I stood in the office of the CEO of the former St. Joseph’s Hospital, begging to be allowed to provide MAID for a man who under any other circumstance would be deemed too sick to move. I was refused. So strong was his desire for MAID that he opted for transfer. He deteriorated during the transfer and died before MAID could be provided. These are the realities of transfers for MAID.

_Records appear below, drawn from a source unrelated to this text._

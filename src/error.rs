use std::{error::Error, fmt};

use backtrace::Backtrace;
use log::error;

/// Failure categories of the engine.
///
/// The vacuum driver branches on the kind: `MoveBlocked` and
/// `ChainBroken` degrade the current pass, `IndexCountMismatch` is a
/// warning, everything else unwinds through the abort hook.
#[derive(Debug, Clone, Copy, PartialEq, Eq)]
pub enum ErrorKind {
    /// The caller already has a transaction open in this session.
    InTransactionBlock,

    /// The vacuum lock file exists, another vacuum is running.
    AnotherVacuumRunning,

    /// A named relation doesn't exist in the catalog.
    RelationNotFound,

    /// On-disk structure violates a basic invariant.
    PageCorrupt,

    /// A tuple with an in-progress inserter/deleter was seen during
    /// the scan; compaction is disabled for the relation.
    MoveBlocked,

    /// An update chain turned out to be partly pruned; the chain is
    /// skipped.
    ChainBroken,

    /// Live index entries != live heap tuples after a sync pass.
    IndexCountMismatch,

    /// Cooperative cancellation was requested.
    Cancelled,

    LockTimeout,
    Io,
    Internal,
}

impl fmt::Display for ErrorKind {
    fn fmt(&self, f: &mut fmt::Formatter) -> fmt::Result {
        write!(f, "{:?}", self)
    }
}

pub struct SmallError {
    kind: ErrorKind,
    details: String,
}

impl SmallError {
    pub fn new(kind: ErrorKind, msg: &str) -> SmallError {
        SmallError {
            kind,
            details: msg.to_string(),
        }
    }

    pub fn io(msg: &str) -> SmallError {
        Self::new(ErrorKind::Io, msg)
    }

    pub fn internal(msg: &str) -> SmallError {
        Self::new(ErrorKind::Internal, msg)
    }

    pub fn get_kind(&self) -> ErrorKind {
        self.kind
    }

    /// Print the current backtrace through the logger. Used on
    /// lock-discipline failures where the call path matters more than
    /// the message.
    pub fn show_backtrace(&self) {
        let backtrace = Backtrace::new();
        error!("{}\n{:?}", self, backtrace);
    }
}

impl fmt::Display for SmallError {
    fn fmt(&self, f: &mut fmt::Formatter) -> fmt::Result {
        write!(f, "[{}] {}", self.kind, self.details)
    }
}

impl fmt::Debug for SmallError {
    fn fmt(&self, f: &mut fmt::Formatter) -> fmt::Result {
        write!(f, "{}", self)
    }
}

impl Error for SmallError {}

impl From<std::io::Error> for SmallError {
    fn from(e: std::io::Error) -> Self {
        SmallError::io(&e.to_string())
    }
}
use small_heap::{
    index::IndexScan,
    storage::{
        buffer_pool::BufferPool,
        heap_page::{LINE_POINTER_BYTES, PAGE_HEADER_BYTES},
        tuple::{Cell, INVALID_XID, MARKED_FOR_UPDATE, MOVED_IN, MOVED_OFF, UPDATED, XMAX_INVALID, XMIN_COMMITTED},
    },
    transaction::Transaction,
    utils::HandyRwLock,
    vacuum::{request_cancel, vacuum},
    Database, ErrorKind,
};

use crate::test_utils::{
    add_index, all_tuples, delete_rows, fill_table, get_page, new_table, setup, sized_row,
    uniform_row, visible_count, ROWS_PER_PAGE, TUPLE_BYTES,
};

/// Four full pages, tuples 5..9 of the last page deleted long ago.
/// The page shrinks in place: no fragmented page lies before it, so
/// nothing moves and nothing is truncated.
#[test]
fn test_s1_shrinks_dead_space_in_place() {
    let _guard = setup();

    let table_rc = new_table("s1");
    let table = table_rc.rl();

    let tids = fill_table(&table, 4);
    delete_rows(&table, &tids[35..40]);

    vacuum(Some("s1"), true, false, None).unwrap();

    assert_eq!(table.num_pages(), 4);
    assert_eq!(visible_count(&table), 35);

    let stats = Database::catalog().read_stats(table.get_id()).unwrap();
    assert_eq!(stats.num_tuples, 35);
    assert_eq!(stats.num_pages, 4);

    // space conservation on the repacked page: all free space is one
    // contiguous run
    let page_pod = get_page(&table, 3);
    let page = page_pod.rl();
    let expected_free = BufferPool::get_page_size()
        - PAGE_HEADER_BYTES
        - 5 * TUPLE_BYTES
        - ROWS_PER_PAGE * LINE_POINTER_BYTES;
    assert_eq!(page.free_space(), expected_free);
    assert_eq!(page.live_count(), 5);
}

/// Same layout, but every tuple of the last page is dead: the page
/// ends up empty and the file is truncated by one block.
#[test]
fn test_s2_truncates_fully_dead_trailing_page() {
    let _guard = setup();

    let table_rc = new_table("s2");
    let table = table_rc.rl();

    let tids = fill_table(&table, 4);
    delete_rows(&table, &tids[30..40]);

    vacuum(Some("s2"), true, false, None).unwrap();

    assert_eq!(table.num_pages(), 3);
    assert_eq!(visible_count(&table), 30);

    let stats = Database::catalog().read_stats(table.get_id()).unwrap();
    assert_eq!(stats.num_tuples, 30);
    assert_eq!(stats.num_pages, 3);
}

/// Two pages; the first gains space from deletions, the second keeps
/// one live tuple. The survivor moves forward and the file shrinks to
/// one page. Also checks index-heap consistency and truncation safety
/// through a secondary index.
#[test]
fn test_s3_moves_last_tuple_and_truncates() {
    let _guard = setup();

    let table_rc = new_table("s3");
    let table = table_rc.rl();

    let tids = fill_table(&table, 2);
    let index_rc = add_index("s3_key_idx", &table_rc);

    // five dead on page 0, nine dead on page 1, key 15 survives there
    delete_rows(&table, &tids[3..8]);
    delete_rows(&table, &tids[10..15]);
    delete_rows(&table, &tids[16..20]);

    vacuum(Some("s3"), true, false, None).unwrap();

    assert_eq!(table.num_pages(), 1);
    assert_eq!(visible_count(&table), 6);

    let stats = Database::catalog().read_stats(table.get_id()).unwrap();
    assert_eq!(stats.num_tuples, 6);
    assert_eq!(stats.num_pages, 1);
    assert!(stats.has_index);

    // the moved survivor sits on the first page now
    let moved: Vec<_> = all_tuples(&table)
        .into_iter()
        .filter(|(_, t)| t.get_cell(0).get_int64().unwrap() == 15)
        .collect();
    assert_eq!(moved.len(), 1);
    let (moved_tid, moved_tuple) = &moved[0];
    assert_eq!(moved_tid.block, 0);
    assert!(moved_tuple.is_set(MOVED_IN));
    assert!(moved_tuple.is_set(XMIN_COMMITTED));

    // index-heap consistency: every surviving key resolves to exactly
    // one live tuple bearing that key
    let index = index_rc.rl();
    assert_eq!(index.live_entries_count(), 6);
    for key in [0i64, 1, 2, 8, 9, 15].iter() {
        let matches = index.search(&Cell::Int64(*key));
        assert_eq!(matches.len(), 1, "key {}", key);

        let tx = Transaction::new();
        let tuple = table.get_tuple(&tx, &matches[0]).unwrap();
        tx.commit().unwrap();
        assert_eq!(tuple.get_cell(0).get_int64().unwrap(), *key);
    }
    drop(index);

    // truncation safety: no index entry points past the new tail
    for (_, heap_tid, _) in IndexScan::new(index_rc.clone()) {
        assert!(heap_tid.block < table.num_pages());
    }

    let index_stats = Database::catalog()
        .read_stats(index_rc.rl().get_id())
        .unwrap();
    assert_eq!(index_stats.num_tuples, 6);
}

/// A two-version update chain on pages 0 and 3 moves onto page 1 as a
/// whole, tail first, and stays navigable through `ctid`.
#[test]
fn test_s4_moves_whole_update_chain() {
    let _guard = setup();

    let table_rc = new_table("s4");
    let table = table_rc.rl();

    let tids = fill_table(&table, 3);

    // room for both versions on page 1
    delete_rows(&table, &tids[12..20]);

    // the reader keeps the old version "recently dead"
    let reader = Transaction::new();

    let updater = Transaction::new();
    let v2_tid = table.update_tuple(&updater, &tids[0], &uniform_row(0)).unwrap();
    updater.commit().unwrap();
    assert_eq!(v2_tid.block, 3);

    vacuum(Some("s4"), true, false, None).unwrap();

    // the emptied tail page is gone
    assert_eq!(table.num_pages(), 3);
    assert_eq!(visible_count(&table), 22);

    let stats = Database::catalog().read_stats(table.get_id()).unwrap();
    assert_eq!(stats.num_tuples, 22);

    // both versions moved to page 1, flags settled
    let versions: Vec<_> = all_tuples(&table)
        .into_iter()
        .filter(|(_, t)| t.get_cell(0).get_int64().unwrap() == 0)
        .collect();
    assert_eq!(versions.len(), 2);

    let (new_tid, new_tuple) = versions
        .iter()
        .find(|(_, t)| t.is_set(UPDATED))
        .expect("new version not found");
    let (old_tid, old_tuple) = versions
        .iter()
        .find(|(_, t)| !t.is_set(UPDATED))
        .expect("old version not found");

    assert_eq!(new_tid.block, 1);
    assert_eq!(old_tid.block, 1);
    for tuple in [new_tuple, old_tuple].iter() {
        assert!(tuple.is_set(MOVED_IN));
        assert!(tuple.is_set(XMIN_COMMITTED));
    }

    // chain preservation: old -> new, new -> itself
    assert_eq!(old_tuple.ctid, *new_tid);
    assert_eq!(new_tuple.ctid, *new_tid);

    // recently-dead preservation: the old version is still deleted,
    // not resurrected
    assert_ne!(old_tuple.xmax, INVALID_XID);

    // the original homes are reclaimed
    assert!(!get_page(&table, 0).rl().is_slot_used(tids[0].slot));

    reader.commit().unwrap();
}

/// The same chain with room for only one version: the chain is
/// rejected as a whole and both versions stay where they are.
#[test]
fn test_s5_chain_stays_when_space_lacks() {
    let _guard = setup();

    let table_rc = new_table("s5");
    let table = table_rc.rl();

    let tids = fill_table(&table, 3);

    // room for exactly one uniform tuple on page 1
    delete_rows(&table, &tids[12..13]);

    let reader = Transaction::new();

    let updater = Transaction::new();
    let v2_tid = table.update_tuple(&updater, &tids[0], &uniform_row(0)).unwrap();
    updater.commit().unwrap();
    assert_eq!(v2_tid.block, 3);

    vacuum(Some("s5"), true, false, None).unwrap();

    // the chain pages survive untouched
    assert_eq!(table.num_pages(), 4);

    let tx = Transaction::new();
    let old_tuple = table.get_tuple(&tx, &tids[0]).unwrap();
    let new_tuple = table.get_tuple(&tx, &v2_tid).unwrap();
    tx.commit().unwrap();

    assert!(!old_tuple.is_set(MOVED_OFF));
    assert!(!new_tuple.is_set(MOVED_IN));
    assert_eq!(old_tuple.ctid, v2_tid);

    reader.commit().unwrap();
}

/// A tuple with an in-progress inserter downgrades the pass: the scan
/// completes and the statistics are written, but nothing moves.
#[test]
fn test_s6_in_progress_inserter_disables_compaction() {
    let _guard = setup();

    let table_rc = new_table("s6");
    let table = table_rc.rl();

    let tids = fill_table(&table, 2);

    // a partially filled third page
    let tx = Transaction::new();
    for key in 20..25 {
        table.insert_tuple(&tx, &uniform_row(key)).unwrap();
    }
    tx.commit().unwrap();

    // dead space on page 0 so compaction would otherwise run
    delete_rows(&table, &tids[3..6]);

    // an insert whose transaction never finishes; built on another
    // thread so this session has no open transaction
    let open_tx = {
        let table_rc = table_rc.clone();
        std::thread::spawn(move || {
            let tx = Transaction::new();
            table_rc.rl().insert_tuple(&tx, &uniform_row(1000)).unwrap();
            tx
        })
        .join()
        .unwrap()
    };

    vacuum(Some("s6"), true, false, None).unwrap();

    assert_eq!(table.num_pages(), 3);

    let stats = Database::catalog().read_stats(table.get_id()).unwrap();
    assert_eq!(stats.num_tuples, 22);
    assert_eq!(stats.num_pages, 3);

    // compaction was skipped for the whole relation
    for (_, tuple) in all_tuples(&table) {
        assert!(!tuple.is_set(MOVED_IN));
        assert!(!tuple.is_set(MOVED_OFF));
    }

    open_tx.abort().unwrap();
}

/// A second pass over an unchanged relation does no work and leaves
/// identical statistics.
#[test]
fn test_vacuum_twice_is_idempotent() {
    let _guard = setup();

    let table_rc = new_table("twice");
    let table = table_rc.rl();

    let tids = fill_table(&table, 4);
    delete_rows(&table, &tids[35..40]);

    vacuum(Some("twice"), false, false, None).unwrap();
    let first = Database::catalog().read_stats(table.get_id()).unwrap();
    let pages_after_first = table.num_pages();

    vacuum(Some("twice"), false, false, None).unwrap();
    let second = Database::catalog().read_stats(table.get_id()).unwrap();

    assert_eq!(first, second);
    assert_eq!(table.num_pages(), pages_after_first);
    assert_eq!(visible_count(&table), 35);

    for (_, tuple) in all_tuples(&table) {
        assert!(!tuple.is_set(MOVED_IN));
        assert!(!tuple.is_set(MOVED_OFF));
    }
}

/// A committed row lock is not a delete: the tuple survives and the
/// lock bits are cleared.
#[test]
fn test_marked_for_update_is_kept_as_lock_record() {
    let _guard = setup();

    let table_rc = new_table("locked");
    let table = table_rc.rl();

    let tids = fill_table(&table, 1);

    let tx = Transaction::new();
    table.lock_tuple_for_update(&tx, &tids[4]).unwrap();
    tx.commit().unwrap();

    vacuum(Some("locked"), false, false, None).unwrap();

    assert_eq!(visible_count(&table), 10);

    let read_tx = Transaction::new();
    let tuple = table.get_tuple(&read_tx, &tids[4]).unwrap();
    read_tx.commit().unwrap();

    assert!(!tuple.is_set(MARKED_FOR_UPDATE));
    assert!(tuple.is_set(XMAX_INVALID));
}

#[test]
fn test_refuses_inside_transaction_block() {
    let _guard = setup();

    let table_rc = new_table("blocked");
    fill_table(&table_rc.rl(), 1);

    let tx = Transaction::new();
    let err = vacuum(Some("blocked"), false, false, None).unwrap_err();
    assert_eq!(err.get_kind(), ErrorKind::InTransactionBlock);
    tx.commit().unwrap();

    // with the transaction gone, the same call goes through
    vacuum(Some("blocked"), false, false, None).unwrap();
}

#[test]
fn test_unknown_relation_reported_and_lock_released() {
    let _guard = setup();

    let err = vacuum(Some("no_such_table"), false, false, None).unwrap_err();
    assert_eq!(err.get_kind(), ErrorKind::RelationNotFound);

    // the failure path must unlink the vacuum lock file
    assert!(!Database::global().vacuum_lock_path().exists());

    // and a later vacuum can run again
    vacuum(None, false, false, None).unwrap();
}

Finally, it is also important to understand that faith-based health care facilities are only very rarely staffed or used exclusively by adherents of that faith. In the Comox Valley, only 12 percent of the population is Catholic. Certainly, when a colleague and I started to provide MAID in the community, we were pleased by the number of supportive comments we received from those staff. Freed now of the restrictions on their practice in the Catholic hospital, many former members of the St. Joseph’s staff are helping with the development of a MAID program in the Comox Valley Hospital. But my saddest conversations are with the staff of the still-Catholic hospice, the great majority of whom support MAID. They must see patients they have cared for, but whose suffering has proven too great and who have therefore chosen to ask for MAID, being forced to leave the hospice for distant secular hospitals. These nurses want to be allowed to care for their patients up to and including their medically assisted death. They may not.
The history of the development of health care across Canada, which involved faith-based organizations, should not tie us. Neither should the personal beliefs of the few men and women who head these organizations; to present this as an issue of “diversity” is disingenuous. MAID is strongly supported by Canadians. Suffering Canadians should not be forced to endure unnecessary additional pain and distress to satisfy the tenets of any faith. Either the faith-based organizations should permit MAID, or they should stop providing health care and instead donate their hospitals, hospices and residential care homes to the communities they serve. The bulk of their work is already being publicly funded so the provinces would not be faced with any significant additional expense.